WHAT TO DO: Print out each entry below exactly, please.

Saved data entries:
========
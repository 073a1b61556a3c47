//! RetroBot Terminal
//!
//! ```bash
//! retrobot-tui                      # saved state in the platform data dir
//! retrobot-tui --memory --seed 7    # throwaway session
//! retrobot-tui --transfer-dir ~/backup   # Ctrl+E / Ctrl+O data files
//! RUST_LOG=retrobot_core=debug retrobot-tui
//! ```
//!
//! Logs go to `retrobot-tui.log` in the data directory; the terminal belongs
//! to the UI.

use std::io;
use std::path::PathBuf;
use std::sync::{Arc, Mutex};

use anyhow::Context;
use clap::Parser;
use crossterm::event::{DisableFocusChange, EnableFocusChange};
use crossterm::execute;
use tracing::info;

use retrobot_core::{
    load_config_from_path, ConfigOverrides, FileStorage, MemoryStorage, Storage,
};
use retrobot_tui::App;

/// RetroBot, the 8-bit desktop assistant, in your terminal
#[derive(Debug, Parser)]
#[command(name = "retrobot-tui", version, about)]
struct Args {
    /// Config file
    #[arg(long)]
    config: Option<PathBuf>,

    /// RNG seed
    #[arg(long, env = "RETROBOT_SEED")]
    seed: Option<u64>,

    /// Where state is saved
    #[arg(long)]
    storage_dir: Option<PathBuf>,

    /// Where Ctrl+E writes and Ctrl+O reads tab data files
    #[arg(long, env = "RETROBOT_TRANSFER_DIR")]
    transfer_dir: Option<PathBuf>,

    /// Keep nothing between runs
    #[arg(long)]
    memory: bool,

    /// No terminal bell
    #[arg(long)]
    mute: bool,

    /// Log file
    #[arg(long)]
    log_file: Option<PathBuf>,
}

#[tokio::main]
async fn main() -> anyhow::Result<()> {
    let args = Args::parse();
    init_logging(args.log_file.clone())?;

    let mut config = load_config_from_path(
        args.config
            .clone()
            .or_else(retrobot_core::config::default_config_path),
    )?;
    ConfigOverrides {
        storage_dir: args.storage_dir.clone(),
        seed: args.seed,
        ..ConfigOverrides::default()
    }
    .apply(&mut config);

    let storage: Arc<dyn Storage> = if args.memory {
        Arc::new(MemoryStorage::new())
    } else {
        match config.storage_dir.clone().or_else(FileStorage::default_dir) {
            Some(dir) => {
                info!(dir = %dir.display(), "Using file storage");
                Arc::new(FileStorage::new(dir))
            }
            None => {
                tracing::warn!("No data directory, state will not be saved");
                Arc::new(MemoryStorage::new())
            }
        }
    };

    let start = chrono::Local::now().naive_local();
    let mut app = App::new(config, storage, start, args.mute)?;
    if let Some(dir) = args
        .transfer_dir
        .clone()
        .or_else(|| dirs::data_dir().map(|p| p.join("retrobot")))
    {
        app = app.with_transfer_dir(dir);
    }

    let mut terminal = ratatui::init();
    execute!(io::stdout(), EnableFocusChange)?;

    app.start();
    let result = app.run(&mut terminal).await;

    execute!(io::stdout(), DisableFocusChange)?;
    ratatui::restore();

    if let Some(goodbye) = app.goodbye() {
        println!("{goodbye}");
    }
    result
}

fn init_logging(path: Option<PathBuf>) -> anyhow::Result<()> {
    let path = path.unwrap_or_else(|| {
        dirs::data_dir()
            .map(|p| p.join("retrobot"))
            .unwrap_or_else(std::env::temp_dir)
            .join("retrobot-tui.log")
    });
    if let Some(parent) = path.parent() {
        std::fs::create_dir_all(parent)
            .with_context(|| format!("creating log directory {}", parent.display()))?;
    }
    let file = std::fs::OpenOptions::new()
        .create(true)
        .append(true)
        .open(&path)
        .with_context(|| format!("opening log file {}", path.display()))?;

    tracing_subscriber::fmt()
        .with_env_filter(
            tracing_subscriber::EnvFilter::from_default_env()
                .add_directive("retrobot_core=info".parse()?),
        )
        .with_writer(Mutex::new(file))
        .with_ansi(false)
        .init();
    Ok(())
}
========
WRITTEN RESPONSE:
repository 073a1b61556a3c47
//! RetroBot Terminal
//!
//! ```bash
//! retrobot-tui                      # saved state in the platform data dir
//! retrobot-tui --memory --seed 7    # throwaway session
//! retrobot-tui --transfer-dir ~/backup   # Ctrl+E / Ctrl+O data files
//! RUST_LOG=retrobot_core=debug retrobot-tui
//! ```
//!
//! Logs go to `retrobot-tui.log` in the data directory; the terminal belongs
//! to the UI.

use std::io;
use std::path::PathBuf;
use std::sync::{Arc, Mutex};

use anyhow::Context;
use clap::Parser;
use crossterm::event::{DisableFocusChange, EnableFocusChange};
use crossterm::execute;
use tracing::info;

use retrobot_core::{
    load_config_from_path, ConfigOverrides, FileStorage, MemoryStorage, Storage,
};
use retrobot_tui::App;

/// RetroBot, the 8-bit desktop assistant, in your terminal
#[derive(Debug, Parser)]
#[command(name = "retrobot-tui", version, about)]
struct Args {
    /// Config file
    #[arg(long)]
    config: Option<PathBuf>,

    /// RNG seed
    #[arg(long, env = "RETROBOT_SEED")]
    seed: Option<u64>,

    /// Where state is saved
    #[arg(long)]
    storage_dir: Option<PathBuf>,

    /// Where Ctrl+E writes and Ctrl+O reads tab data files
    #[arg(long, env = "RETROBOT_TRANSFER_DIR")]
    transfer_dir: Option<PathBuf>,

    /// Keep nothing between runs
    #[arg(long)]
    memory: bool,

    /// No terminal bell
    #[arg(long)]
    mute: bool,

    /// Log file
    #[arg(long)]
    log_file: Option<PathBuf>,
}

#[tokio::main]
async fn main() -> anyhow::Result<()> {
    let args = Args::parse();
    init_logging(args.log_file.clone())?;

    let mut config = load_config_from_path(
        args.config
            .clone()
            .or_else(retrobot_core::config::default_config_path),
    )?;
    ConfigOverrides {
        storage_dir: args.storage_dir.clone(),
        seed: args.seed,
        ..ConfigOverrides::default()
    }
    .apply(&mut config);

    let storage: Arc<dyn Storage> = if args.memory {
        Arc::new(MemoryStorage::new())
    } else {
        match config.storage_dir.clone().or_else(FileStorage::default_dir) {
            Some(dir) => {
                info!(dir = %dir.display(), "Using file storage");
                Arc::new(FileStorage::new(dir))
            }
            None => {
                tracing::warn!("No data directory, state will not be saved");
                Arc::new(MemoryStorage::new())
            }
        }
    };

    let start = chrono::Local::now().naive_local();
    let mut app = App::new(config, storage, start, args.mute)?;
    if let Some(dir) = args
        .transfer_dir
        .clone()
        .or_else(|| dirs::data_dir().map(|p| p.join("retrobot")))
    {
        app = app.with_transfer_dir(dir);
    }

    let mut terminal = ratatui::init();
    execute!(io::stdout(), EnableFocusChange)?;

    app.start();
    let result = app.run(&mut terminal).await;

    execute!(io::stdout(), DisableFocusChange)?;
    ratatui::restore();

    if let Some(goodbye) = app.goodbye() {
        println!("{goodbye}");
    }
    result
}

fn init_logging(path: Option<PathBuf>) -> anyhow::Result<()> {
    let path = path.unwrap_or_else(|| {
        dirs::data_dir()
            .map(|p| p.join("retrobot"))
            .unwrap_or_else(std::env::temp_dir)
            .join("retrobot-tui.log")
    });
    if let Some(parent) = path.parent() {
        std::fs::create_dir_all(parent)
            .with_context(|| format!("creating log directory {}", parent.display()))?;
    }
    let file = std::fs::OpenOptions::new()
        .create(true)
        .append(true)
        .open(&path)
        .with_context(|| format!("opening log file {}", path.display()))?;

    tracing_subscriber::fmt()
        .with_env_filter(
            tracing_subscriber::EnvFilter::from_default_env()
                .add_directive("retrobot_core=info".parse()?),
        )
        .with_writer(Mutex::new(file))
        .with_ansi(false)
        .init();
    Ok(())
}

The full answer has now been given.